§ **WHAT TO PRODUCE**: Can you return the records below exactly as they stand, but only from the first line through the one with "evaluator rewrites them"?

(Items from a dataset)
-------

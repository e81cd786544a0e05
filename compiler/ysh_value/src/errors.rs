//! Error types for expression evaluation and eggex compilation.
//!
//! # Structured Error Categories
//!
//! `EvalErrorKind` is a closed set of categories. Factory functions (e.g.
//! `divide_by_zero()`) are the public API: they populate both `kind` and
//! `message`.
//!
//! Two kinds are *host-level*: `TypeMismatch` and `Lookup` come out of the
//! operator and access helpers, and the top-level evaluator rewrites them
//! with [`EvalError::classify`] into `ExprType` and `ExprEval`. Every other
//! kind already names a precise failure and passes through unchanged.

use std::fmt;

use ysh_ir::{BinaryOp, Span};

use crate::value::Value;

/// Result of evaluation.
pub type EvalResult = Result<Value, EvalError>;

/// Typed error category.
#[derive(Clone, Debug, PartialEq, Eq)]
pub enum EvalErrorKind {
    // Variables
    UndefinedVariable {
        name: String,
    },

    // Classified at the top level
    /// Type mismatch surfaced by evaluation.
    ExprType {
        message: String,
    },
    /// Missing entry, bad index, malformed operand and similar failures.
    ExprEval {
        message: String,
    },

    // Arithmetic
    DivideByZero {
        op: BinaryOp,
    },

    // Regex
    /// The match engine rejected a pattern. Fatal.
    InvalidRegex {
        pattern: String,
    },
    /// Eggex compilation or rendering failed.
    Eggex {
        message: String,
    },

    // Language features
    /// Syntax that parses but is reserved for later. Fatal.
    Reserved {
        feature: String,
    },
    Unsupported {
        feature: String,
    },

    // Resources
    RecursionLimit {
        limit: usize,
    },

    /// Raised by a host callable.
    Callee {
        name: String,
        message: String,
    },

    // Host-level, rewritten by `classify`
    TypeMismatch {
        message: String,
    },
    /// Attribute, key or value failure.
    Lookup {
        message: String,
    },
}

impl fmt::Display for EvalErrorKind {
    fn fmt(&self, f: &mut fmt::Formatter<'_>) -> fmt::Result {
        match self {
            Self::UndefinedVariable { name } => write!(f, "Undefined variable '{name}'"),
            Self::ExprType { message } => write!(f, "Type error in expression: {message}"),
            Self::ExprEval { message }
            | Self::Eggex { message }
            | Self::TypeMismatch { message }
            | Self::Lookup { message } => write!(f, "{message}"),
            Self::DivideByZero { op } => match op {
                BinaryOp::Div => write!(f, "divide by zero"),
                _ => write!(f, "integer division or modulo by zero"),
            },
            Self::InvalidRegex { pattern } => write!(f, "Invalid regex {pattern}"),
            Self::Reserved { feature } => write!(f, "{feature} reserved but not implemented"),
            Self::Unsupported { feature } => write!(f, "{feature} not implemented"),
            Self::RecursionLimit { limit } => {
                write!(f, "maximum expression depth exceeded (limit: {limit})")
            }
            Self::Callee { name, message } => write!(f, "{name}: {message}"),
        }
    }
}

/// Evaluation error.
#[derive(Clone, Debug, PartialEq, Eq)]
pub struct EvalError {
    /// Structured error category.
    pub kind: EvalErrorKind,
    /// Human-readable error message; equals `kind.to_string()`.
    pub message: String,
    /// Source location where the error occurred, when known.
    pub span: Option<Span>,
}

impl EvalError {
    /// Create an error from a structured kind.
    pub fn from_kind(kind: EvalErrorKind) -> Self {
        let message = kind.to_string();
        Self {
            kind,
            message,
            span: None,
        }
    }

    /// Attach a source span to this error.
    #[must_use]
    pub fn with_span(mut self, span: Span) -> Self {
        self.span = Some(span);
        self
    }

    /// Attach `span` unless the error already points somewhere.
    #[must_use]
    pub fn or_span(mut self, span: Span) -> Self {
        if self.span.is_none() && !span.is_dummy() {
            self.span = Some(span);
        }
        self
    }

    /// Exit status the statement executor should report.
    ///
    /// Pattern errors and reserved syntax are fatal with status 2, like a
    /// usage error; everything else fails with status 1.
    pub fn status(&self) -> i32 {
        match self.kind {
            EvalErrorKind::InvalidRegex { .. } | EvalErrorKind::Reserved { .. } => 2,
            _ => 1,
        }
    }

    /// Rewrite host-level failures into the expression error categories,
    /// keeping their message text. Other kinds are returned unchanged.
    #[must_use]
    pub fn classify(self) -> Self {
        let span = self.span;
        let classified = match self.kind {
            EvalErrorKind::TypeMismatch { message } => expr_type_error(&message),
            EvalErrorKind::Lookup { message } => expr_eval_error(&message),
            _ => return self,
        };
        Self { span, ..classified }
    }

    /// Whether this error still needs [`classify`](Self::classify).
    pub fn is_host_level(&self) -> bool {
        matches!(
            self.kind,
            EvalErrorKind::TypeMismatch { .. } | EvalErrorKind::Lookup { .. }
        )
    }
}

impl fmt::Display for EvalError {
    fn fmt(&self, f: &mut fmt::Formatter<'_>) -> fmt::Result {
        write!(f, "{}", self.message)
    }
}

impl std::error::Error for EvalError {}

// Variable Errors

#[cold]
pub fn undefined_variable(name: &str) -> EvalError {
    EvalError::from_kind(EvalErrorKind::UndefinedVariable {
        name: name.to_string(),
    })
}

// Classified Errors

/// Expression type error, wrapping a host-level message.
#[cold]
pub fn expr_type_error(message: &str) -> EvalError {
    EvalError::from_kind(EvalErrorKind::ExprType {
        message: message.to_string(),
    })
}

/// Generic expression evaluation error, wrapping a host-level message.
#[cold]
pub fn expr_eval_error(message: &str) -> EvalError {
    EvalError::from_kind(EvalErrorKind::ExprEval {
        message: format!("Expression eval error: {message}"),
    })
}

#[cold]
fn eval_failure(message: impl Into<String>) -> EvalError {
    EvalError::from_kind(EvalErrorKind::ExprEval {
        message: message.into(),
    })
}

// Operator Errors

#[cold]
pub fn divide_by_zero(op: BinaryOp) -> EvalError {
    EvalError::from_kind(EvalErrorKind::DivideByZero { op })
}

#[cold]
pub fn integer_overflow(operation: &str) -> EvalError {
    eval_failure(format!("integer overflow in {operation}"))
}

#[cold]
pub fn negative_shift() -> EvalError {
    lookup_error("negative shift count")
}

/// Binary operator applied to operands it does not support.
#[cold]
pub fn unsupported_operand(op: &str, left: &str, right: &str) -> EvalError {
    type_mismatch(&format!(
        "unsupported operand type(s) for {op}: '{left}' and '{right}'"
    ))
}

#[cold]
pub fn bad_unary_operand(op: &str, type_name: &str) -> EvalError {
    type_mismatch(&format!("bad operand type for unary {op}: '{type_name}'"))
}

#[cold]
pub fn unorderable(op: &str, left: &str, right: &str) -> EvalError {
    type_mismatch(&format!(
        "'{op}' not supported between instances of '{left}' and '{right}'"
    ))
}

// Literal Errors

#[cold]
pub fn invalid_int_literal(text: &str) -> EvalError {
    lookup_error(&format!("invalid integer literal '{text}'"))
}

#[cold]
pub fn invalid_float(text: &str) -> EvalError {
    lookup_error(&format!("could not convert string to float: '{text}'"))
}

// Comparison Errors

#[cold]
pub fn approx_eq_left_not_str() -> EvalError {
    eval_failure("~== expects a string on the left")
}

#[cold]
pub fn approx_eq_bad_right() -> EvalError {
    eval_failure("~== expects Str, Int, or Bool on the right")
}

/// The match engine rejected a pattern; `pattern` is the right operand as
/// written in literal syntax.
#[cold]
pub fn invalid_regex(pattern: &str) -> EvalError {
    EvalError::from_kind(EvalErrorKind::InvalidRegex {
        pattern: pattern.to_string(),
    })
}

// Access Errors

#[cold]
pub fn dict_entry_not_found() -> EvalError {
    eval_failure("dict entry not found")
}

#[cold]
pub fn index_out_of_range() -> EvalError {
    eval_failure("index out of range")
}

#[cold]
pub fn not_callable(type_name: &str) -> EvalError {
    type_mismatch(&format!("'{type_name}' object is not callable"))
}

#[cold]
pub fn not_subscriptable(type_name: &str) -> EvalError {
    type_mismatch(&format!("'{type_name}' object is not subscriptable"))
}

#[cold]
pub fn not_iterable(type_name: &str) -> EvalError {
    type_mismatch(&format!("'{type_name}' object is not iterable"))
}

#[cold]
pub fn unhashable(type_name: &str) -> EvalError {
    type_mismatch(&format!("unhashable type: '{type_name}'"))
}

#[cold]
pub fn bad_index_type(container: &str, index: &str) -> EvalError {
    type_mismatch(&format!(
        "'{container}' indices must be integers or slices, not '{index}'"
    ))
}

#[cold]
pub fn no_attribute(type_name: &str, attr: &str) -> EvalError {
    lookup_error(&format!("'{type_name}' object has no attribute '{attr}'"))
}

#[cold]
pub fn plus_equals_unsupported(type_name: &str) -> EvalError {
    eval_failure(format!("Object of type '{type_name}' doesn't support +="))
}

// Eggex Errors

#[cold]
pub fn cant_splice(type_name: &str) -> EvalError {
    EvalError::from_kind(EvalErrorKind::Eggex {
        message: format!("Can't splice object of type '{type_name}' into regex"),
    })
}

/// A multi-byte string inside a character class is ambiguous.
#[cold]
pub fn ambiguous_class_bytes() -> EvalError {
    EvalError::from_kind(EvalErrorKind::Eggex {
        message: "Express these bytes as character literals to avoid confusing them \
                  with encoded characters"
            .to_string(),
    })
}

#[cold]
pub fn non_canonical_regex(node: &str) -> EvalError {
    EvalError::from_kind(EvalErrorKind::Eggex {
        message: format!("eggex node {node} must be compiled before rendering"),
    })
}

// Feature Errors

#[cold]
pub fn reserved(feature: &str) -> EvalError {
    EvalError::from_kind(EvalErrorKind::Reserved {
        feature: feature.to_string(),
    })
}

#[cold]
pub fn unsupported(feature: &str) -> EvalError {
    EvalError::from_kind(EvalErrorKind::Unsupported {
        feature: feature.to_string(),
    })
}

#[cold]
pub fn recursion_limit_exceeded(limit: usize) -> EvalError {
    EvalError::from_kind(EvalErrorKind::RecursionLimit { limit })
}

/// Error for a host callable to return.
#[cold]
pub fn callee_error(name: &str, message: &str) -> EvalError {
    EvalError::from_kind(EvalErrorKind::Callee {
        name: name.to_string(),
        message: message.to_string(),
    })
}

// Host-level Errors

#[cold]
pub fn type_mismatch(message: &str) -> EvalError {
    EvalError::from_kind(EvalErrorKind::TypeMismatch {
        message: message.to_string(),
    })
}

#[cold]
pub fn lookup_error(message: &str) -> EvalError {
    EvalError::from_kind(EvalErrorKind::Lookup {
        message: message.to_string(),
    })
}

-------

§ **SOLUTION BELOW**:
repository e81cd786544a0e05
filename compiler/ysh_value/src/errors.rs
//! Error types for expression evaluation and eggex compilation.
//!
//! # Structured Error Categories
//!
//! `EvalErrorKind` is a closed set of categories. Factory functions (e.g.
//! `divide_by_zero()`) are the public API: they populate both `kind` and
//! `message`.
//!
//! Two kinds are *host-level*: `TypeMismatch` and `Lookup` come out of the
//! operator and access helpers, and the top-level evaluator rewrites them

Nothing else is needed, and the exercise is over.